Wisconsin turned up the pressure late to get within six with 41 seconds left. But Traevon Jackson lost the ball on a drive with 23 seconds left to seal the Badgers' fate.
Jackson finished 2 of 12 shooting for eight points. Dekker was 2 of 9 with 11 points and seven boards.
“Once you start missing, that basket gets pretty small—and obviously it got pretty small,” coach Bo Ryan said.
JerShon Cobb added 10 points—all in the second half—for Northwestern, which got its first win over the Badgers in Madison since 1996.
After a 16-0 start to the season, defense has been a problem for the Badgers. Coach Bo Ryan's club had their issues again, especially during an 8-0 run in the second half by Northwestern that broke a 34-34 tie.
But offense was the bigger problem for Wisconsin.
Crawford hit an off-balance layup with the shot clock winding down for a 54-39 lead with about 3:30 left The Badgers used pressure to get within 62-56 after Nigel Hayes went 1 of 2 from the foul line.
The Wildcats, though, held on from there and Jackson's turnover proved costly.
Crawford finished 10 of 15 from the field and added eight rebounds, though he was most proud of his team's defense.
The Badgers overall finished 15-of-57 shooting, and hit more foul shots, going 21 of 27 from the line. They were 5 of 24 from 3-point range.
“Defense is where we hang our hat, that's what we work on every day in practice,” Crawford said.
Northwestern first-year coach Chris Collins earned his first big win on the road, and the Wildcats got their first victory over Wisconsin overall since 2009. It was a sharp contrast to teams' first meeting this year, a 76-49 Badgers blowout in Evanston earlier this month.

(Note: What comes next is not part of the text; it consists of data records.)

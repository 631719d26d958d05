use roost_service_traits::SendError;

/// Crate-wide result type for composer operations.
pub type Result<T> = std::result::Result<T, Error>;

#[derive(Debug, thiserror::Error)]
pub enum Error {
    /// The selection would push the draft past the server's attachment limit.
    #[error("attachment limit of {limit} exceeded")]
    AttachmentLimit { limit: usize },

    /// A batch was submitted while a previous batch is still uploading.
    #[error("an upload batch is already in flight")]
    UploadInFlight,

    /// `attach_files` was called with an empty selection.
    #[error("no files to upload")]
    EmptyBatch,

    /// At least one file in the batch failed; the whole batch was discarded.
    #[error("upload failed: {message}")]
    UploadFailed { message: String },

    /// A send attempt failed in a way the pipeline does not recover from.
    #[error(transparent)]
    Send(#[from] SendError),
}
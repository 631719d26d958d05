//! Instance configuration: `GET /api/v1/instance`.
//!
//! Hosts fetch this once per session to discover the chat attachment
//! limit before constructing a composer.

use {reqwest::Method, serde::Deserialize};

use crate::{ApiClient, Result};

/// Fallback when the instance omits a chat attachment limit.
pub const DEFAULT_MAX_MEDIA_ATTACHMENTS: usize = 4;

/// Subset of the instance entity this client consumes. Unknown fields are
/// ignored and missing fields decode to defaults so older servers keep
/// working.
#[derive(Debug, Clone, Default, Deserialize)]
pub struct Instance {
    #[serde(default)]
    pub title: String,
    #[serde(default)]
    pub configuration: InstanceConfiguration,
}

#[derive(Debug, Clone, Default, Deserialize)]
pub struct InstanceConfiguration {
    #[serde(default)]
    pub chats: ChatConfiguration,
}

/// Chat limits advertised by the instance.
#[derive(Debug, Clone, Deserialize)]
pub struct ChatConfiguration {
    #[serde(default = "default_max_media_attachments")]
    pub max_media_attachments: usize,
}

impl Default for ChatConfiguration {
    fn default() -> Self {
        Self {
            max_media_attachments: DEFAULT_MAX_MEDIA_ATTACHMENTS,
        }
    }
}

fn default_max_media_attachments() -> usize {
    DEFAULT_MAX_MEDIA_ATTACHMENTS
}

impl ApiClient {
    /// Fetch the instance entity.
    pub async fn instance(&self) -> Result<Instance> {
        let url = self.endpoint("/api/v1/instance")?;
        let response = self.request(Method::GET, url).send().await?;
        let response = self.check(response).await?;
        Ok(response.json().await?)
    }
}

#[cfg(test)]
mod tests {
    use super::*;

    #[test]
    fn empty_instance_decodes_to_defaults() {
        let instance: Instance = serde_json::from_str("{}").unwrap();
        assert_eq!(
            instance.configuration.chats.max_media_attachments,
            DEFAULT_MAX_MEDIA_ATTACHMENTS
        );
    }

    #[test]
    fn configured_limit_is_decoded() {
        let instance: Instance = serde_json::from_value(serde_json::json!({
            "title": "example.com",
            "configuration": { "chats": { "max_media_attachments": 9 } }
        }))
        .unwrap();
        assert_eq!(instance.configuration.chats.max_media_attachments, 9);
    }

    #[tokio::test]
    async fn instance_fetch_decodes_response() {
        let mut server = mockito::Server::new_async().await;
        let mock = server
            .mock("GET", "/api/v1/instance")
            .with_status(200)
            .with_header("content-type", "application/json")
            .with_body(
                serde_json::json!({
                    "title": "roost test",
                    "configuration": { "chats": { "max_media_attachments": 2 } }
                })
                .to_string(),
            )
            .create_async()
            .await;

        let client = ApiClient::new(&server.url()).unwrap();
        let instance = client.instance().await.unwrap();
        assert_eq!(instance.title, "roost test");
        assert_eq!(instance.configuration.chats.max_media_attachments, 2);
        mock.assert_async().await;
    }
}
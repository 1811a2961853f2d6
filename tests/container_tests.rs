//! Container adapter tests against the mock runtime

use std::path::PathBuf;
use std::sync::Arc;
use std::time::{Duration, Instant};

use driftbench::adapter::{
    Adapter, AlgorithmInput, ContainerAdapter, RunConfig, SCORES_FILE_NAME,
};
use driftbench::runtime::{ContainerRuntime, MockRuntime};
use driftbench::{
    Algorithm, DataMode, DatasetRef, DirRegistry, DriftError, Engine, RunStatus, SeriesData,
};

fn fixture() -> (tempfile::TempDir, PathBuf, RunConfig) {
    let dir = tempfile::tempdir().unwrap();
    let dataset = dir.path().join("series.csv");
    std::fs::write(&dataset, "0,1.0,0\n1,2.0,1\n").unwrap();
    let config = RunConfig::new(dir.path().join("results"));
    (dir, dataset, config)
}

fn adapter_with(runtime: Arc<MockRuntime>) -> ContainerAdapter {
    ContainerAdapter::new("registry.example.com/lof", runtime as Arc<dyn ContainerRuntime>)
}

#[tokio::test]
async fn clean_run_returns_the_scores_vector() {
    let (_dir, dataset, config) = fixture();
    let runtime = Arc::new(
        MockRuntime::new().with_scores_file(SCORES_FILE_NAME, &[0.1, 0.9, 0.4]),
    );

    let adapter = adapter_with(Arc::clone(&runtime));
    let scores = adapter
        .execute(&AlgorithmInput::File(dataset), &config)
        .await
        .unwrap();

    assert_eq!(scores, vec![0.1, 0.9, 0.4]);
}

#[tokio::test]
async fn run_follows_the_container_contract() {
    let (dir, dataset, config) = fixture();
    let runtime = Arc::new(
        MockRuntime::new().with_scores_file(SCORES_FILE_NAME, &[0.5]),
    );

    let adapter = adapter_with(Arc::clone(&runtime))
        .with_tag("0.3.1")
        .with_params(serde_json::Map::from_iter([(
            "window_size".to_string(),
            serde_json::json!(64),
        )]));
    adapter
        .execute(&AlgorithmInput::File(dataset), &config)
        .await
        .unwrap();

    let invocations = runtime.invocations();
    assert_eq!(invocations.len(), 1);
    let run = &invocations[0];
    assert_eq!(run.image, "registry.example.com/lof:0.3.1");

    // entrypoint plus one JSON argument
    assert_eq!(run.command.len(), 2);
    assert_eq!(run.command[0], "execute-algorithm");
    let message: serde_json::Value = serde_json::from_str(&run.command[1]).unwrap();
    assert_eq!(message["dataInput"], "/data/series.csv");
    assert_eq!(message["dataOutput"], "/results/docker-algorithm-scores.csv");
    assert_eq!(message["executionType"], "execute");
    assert_eq!(message["customParameters"]["window_size"], 64);

    // dataset directory read-only, results directory read-write
    assert_eq!(run.volumes.len(), 2);
    assert_eq!(run.volumes[0].source, dir.path());
    assert_eq!(run.volumes[0].target, "/data");
    assert!(run.volumes[0].read_only);
    assert_eq!(run.volumes[1].source, dir.path().join("results"));
    assert_eq!(run.volumes[1].target, "/results");
    assert!(!run.volumes[1].read_only);

    // host identity for result file ownership
    let keys: Vec<&str> = run.env.iter().map(|(k, _)| k.as_str()).collect();
    assert!(keys.contains(&"LOCAL_UID"));
    assert!(keys.contains(&"LOCAL_GID"));
}

#[tokio::test]
async fn slow_container_is_stopped_at_the_deadline() {
    let (_dir, dataset, config) = fixture();
    let runtime = Arc::new(MockRuntime::new().with_run_duration(Duration::from_secs(60)));

    let adapter = adapter_with(Arc::clone(&runtime)).with_timeout(Duration::from_millis(100));
    let started = Instant::now();
    let err = adapter
        .execute(&AlgorithmInput::File(dataset), &config)
        .await
        .unwrap_err();

    assert!(started.elapsed() < Duration::from_secs(5));
    assert!(matches!(err, DriftError::Timeout { .. }));
    assert_eq!(runtime.stop_count(), 1);
}

#[tokio::test]
async fn run_config_deadline_overrides_the_adapter_deadline() {
    let (_dir, dataset, config) = fixture();
    let runtime = Arc::new(MockRuntime::new().with_run_duration(Duration::from_secs(60)));

    // adapter would wait an hour, the run config cuts it short
    let adapter = adapter_with(Arc::clone(&runtime)).with_timeout(Duration::from_secs(3600));
    let config = config.with_timeout(Duration::from_millis(100));
    let err = adapter
        .execute(&AlgorithmInput::File(dataset), &config)
        .await
        .unwrap_err();

    assert!(matches!(err, DriftError::Timeout { .. }));
}

#[tokio::test]
async fn failing_container_points_at_its_results_dir() {
    let (_dir, dataset, config) = fixture();
    let runtime = Arc::new(MockRuntime::new().with_exit_code(137));

    let adapter = adapter_with(runtime);
    let err = adapter
        .execute(&AlgorithmInput::File(dataset), &config)
        .await
        .unwrap_err();

    match err {
        DriftError::AlgorithmFailed { code, results_path } => {
            assert_eq!(code, 137);
            assert_eq!(results_path, config.results_dir);
        }
        other => panic!("expected AlgorithmFailed, got {:?}", other),
    }
}

#[tokio::test]
async fn clean_exit_without_scores_is_a_read_error() {
    let (_dir, dataset, config) = fixture();
    let runtime = Arc::new(MockRuntime::new());

    let adapter = adapter_with(runtime);
    let err = adapter
        .execute(&AlgorithmInput::File(dataset), &config)
        .await
        .unwrap_err();

    assert!(matches!(err, DriftError::ResultRead { .. }));
}

#[tokio::test]
async fn in_memory_input_is_rejected() {
    let (_dir, _dataset, config) = fixture();
    let adapter = adapter_with(Arc::new(MockRuntime::new()));

    let input = AlgorithmInput::Memory(SeriesData::Univariate(vec![1.0]));
    let err = adapter.execute(&input, &config).await.unwrap_err();
    assert!(err.to_string().contains("dataset path"));
}

#[tokio::test]
async fn prepare_pulls_the_image_unless_skipped() {
    let runtime = Arc::new(MockRuntime::new());

    let adapter = adapter_with(Arc::clone(&runtime));
    adapter.prepare().await.unwrap();
    assert_eq!(runtime.pull_count(), 1);

    let skipping = adapter_with(Arc::clone(&runtime)).skip_pull();
    skipping.prepare().await.unwrap();
    assert_eq!(runtime.pull_count(), 1);
}

#[tokio::test]
async fn engine_run_with_containers_prunes_once() {
    let dir = tempfile::tempdir().unwrap();
    let collection = dir.path().join("gutentag");
    std::fs::create_dir_all(&collection).unwrap();
    for name in ["sinus", "ecg"] {
        std::fs::write(
            collection.join(format!("{}.csv", name)),
            "0,1.0,0\n1,1.1,0\n2,9.0,1\n3,8.5,1\n",
        )
        .unwrap();
        std::fs::write(collection.join(format!("{}.labels.csv", name)), "0\n0\n1\n1\n").unwrap();
    }

    let runtime = Arc::new(
        MockRuntime::new().with_scores_file(SCORES_FILE_NAME, &[0.1, 0.2, 0.9, 0.8]),
    );
    let adapter = ContainerAdapter::new(
        "registry.example.com/lof",
        Arc::clone(&runtime) as Arc<dyn ContainerRuntime>,
    )
    .skip_pull();

    let mut engine = Engine::new(Arc::new(DirRegistry::new(dir.path())))
        .with_algorithm(Algorithm::new("lof", Arc::new(adapter), DataMode::FilePath))
        .with_datasets([
            DatasetRef::new("gutentag", "sinus"),
            DatasetRef::new("gutentag", "ecg"),
        ])
        .with_config(RunConfig::new(dir.path().join("results")));
    let results = engine.run().await.unwrap();

    assert_eq!(results.len(), 2);
    assert_eq!(results.count(RunStatus::Ok), 2);
    for record in results.records() {
        assert!((record.score.unwrap() - 1.0).abs() < 1e-9);
    }

    // one container per pair, one prune per engine run, no pulls
    assert_eq!(runtime.invocations().len(), 2);
    assert_eq!(runtime.prune_count(), 1);
    assert_eq!(runtime.pull_count(), 0);
}
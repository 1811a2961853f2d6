//! Mock container runtime for testing
//!
//! Simulates container runs without a container backend: configurable exit
//! code, artificial run duration, and result files dropped into the
//! read-write mount. Records all invocations for assertions.

use std::fs;
use std::sync::atomic::{AtomicUsize, Ordering};
use std::sync::{Arc, Mutex};
use std::time::Duration;

use async_trait::async_trait;

use super::{ContainerHandle, ContainerRuntime, VolumeMount, WaitOutcome};
use crate::error::DriftError;

/// One recorded `run` call
#[derive(Debug, Clone)]
pub struct RunInvocation {
    pub image: String,
    pub command: Vec<String>,
    pub volumes: Vec<VolumeMount>,
    pub env: Vec<(String, String)>,
}

/// Mock runtime with configurable container behavior
pub struct MockRuntime {
    exit_code: i64,
    run_duration: Duration,
    /// Files written into the read-write mount when a container "runs"
    result_files: Vec<(String, String)>,
    invocations: Arc<Mutex<Vec<RunInvocation>>>,
    pulls: Arc<AtomicUsize>,
    prunes: Arc<AtomicUsize>,
    stops: Arc<AtomicUsize>,
}

impl MockRuntime {
    pub fn new() -> Self {
        Self {
            exit_code: 0,
            run_duration: Duration::ZERO,
            result_files: Vec::new(),
            invocations: Arc::new(Mutex::new(Vec::new())),
            pulls: Arc::new(AtomicUsize::new(0)),
            prunes: Arc::new(AtomicUsize::new(0)),
            stops: Arc::new(AtomicUsize::new(0)),
        }
    }

    /// Exit code every container finishes with
    pub fn with_exit_code(mut self, code: i64) -> Self {
        self.exit_code = code;
        self
    }

    /// How long every container takes to finish
    pub fn with_run_duration(mut self, duration: Duration) -> Self {
        self.run_duration = duration;
        self
    }

    /// Drop a file with the given name into the read-write mount on each run
    pub fn with_result_file(mut self, name: impl Into<String>, contents: impl Into<String>) -> Self {
        self.result_files.push((name.into(), contents.into()));
        self
    }

    /// Convenience: a scores vector formatted one value per line
    pub fn with_scores_file(self, name: impl Into<String>, scores: &[f64]) -> Self {
        let contents = scores
            .iter()
            .map(f64::to_string)
            .collect::<Vec<_>>()
            .join("\n");
        self.with_result_file(name, contents)
    }

    pub fn invocations(&self) -> Vec<RunInvocation> {
        self.invocations.lock().expect("invocation log poisoned").clone()
    }

    pub fn pull_count(&self) -> usize {
        self.pulls.load(Ordering::SeqCst)
    }

    pub fn prune_count(&self) -> usize {
        self.prunes.load(Ordering::SeqCst)
    }

    pub fn stop_count(&self) -> usize {
        self.stops.load(Ordering::SeqCst)
    }
}

impl Default for MockRuntime {
    fn default() -> Self {
        Self::new()
    }
}

#[async_trait]
impl ContainerRuntime for MockRuntime {
    fn name(&self) -> &str {
        "mock"
    }

    async fn run(
        &self,
        image: &str,
        command: &[String],
        volumes: &[VolumeMount],
        env: &[(String, String)],
    ) -> Result<Box<dyn ContainerHandle>, DriftError> {
        self.invocations
            .lock()
            .expect("invocation log poisoned")
            .push(RunInvocation {
                image: image.to_string(),
                command: command.to_vec(),
                volumes: volumes.to_vec(),
                env: env.to_vec(),
            });

        if let Some(results_mount) = volumes.iter().find(|mount| !mount.read_only) {
            for (name, contents) in &self.result_files {
                fs::write(results_mount.source.join(name), contents)?;
            }
        }

        Ok(Box::new(MockHandle {
            container_id: format!("mock-{}", self.invocations.lock().expect("invocation log poisoned").len()),
            exit_code: self.exit_code,
            run_duration: self.run_duration,
            stops: Arc::clone(&self.stops),
        }))
    }

    async fn pull(&self, _image: &str, _tag: &str) -> Result<(), DriftError> {
        self.pulls.fetch_add(1, Ordering::SeqCst);
        Ok(())
    }

    async fn prune_stopped(&self) -> Result<(), DriftError> {
        self.prunes.fetch_add(1, Ordering::SeqCst);
        Ok(())
    }
}

struct MockHandle {
    container_id: String,
    exit_code: i64,
    run_duration: Duration,
    stops: Arc<AtomicUsize>,
}

#[async_trait]
impl ContainerHandle for MockHandle {
    fn id(&self) -> &str {
        &self.container_id
    }

    async fn wait(&mut self, deadline: Duration) -> Result<WaitOutcome, DriftError> {
        if self.run_duration > deadline {
            tokio::time::sleep(deadline).await;
            Ok(WaitOutcome::TimedOut)
        } else {
            tokio::time::sleep(self.run_duration).await;
            Ok(WaitOutcome::Exited(self.exit_code))
        }
    }

    async fn stop(&mut self) -> Result<(), DriftError> {
        self.stops.fetch_add(1, Ordering::SeqCst);
        Ok(())
    }
}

But things have changed for Northwestern since then. They're 4-2 in their last six games, and had held opponents to an average of 51 per game prior to a 76-50 loss last weekend to Iowa.
“In one month's time, we've become a very tough group,” Collins said. “And we've had to become tough because we've had a tough time scoring.”
Crawford, a fifth-year senior who has played a school-record 132 games, showed his savvy all night. Often playing against one of the Big Ten's best defenders in Gasser, Crawford repeatedly made clutch shots down the stretch.
With 8:19 left, Gasser played nearly-perfect defense, but the 6-foot-5 Crawford jumped high to hit a long bucket, pumping his right arm and letting out a yell as he turned back up the court to play defense.
Wisconsin shot just 25 percent in the first half, but got back into rhythm briefly to start the second after getting the ball into the lane.
Crawford had the answers down the stretch for the Wildcats.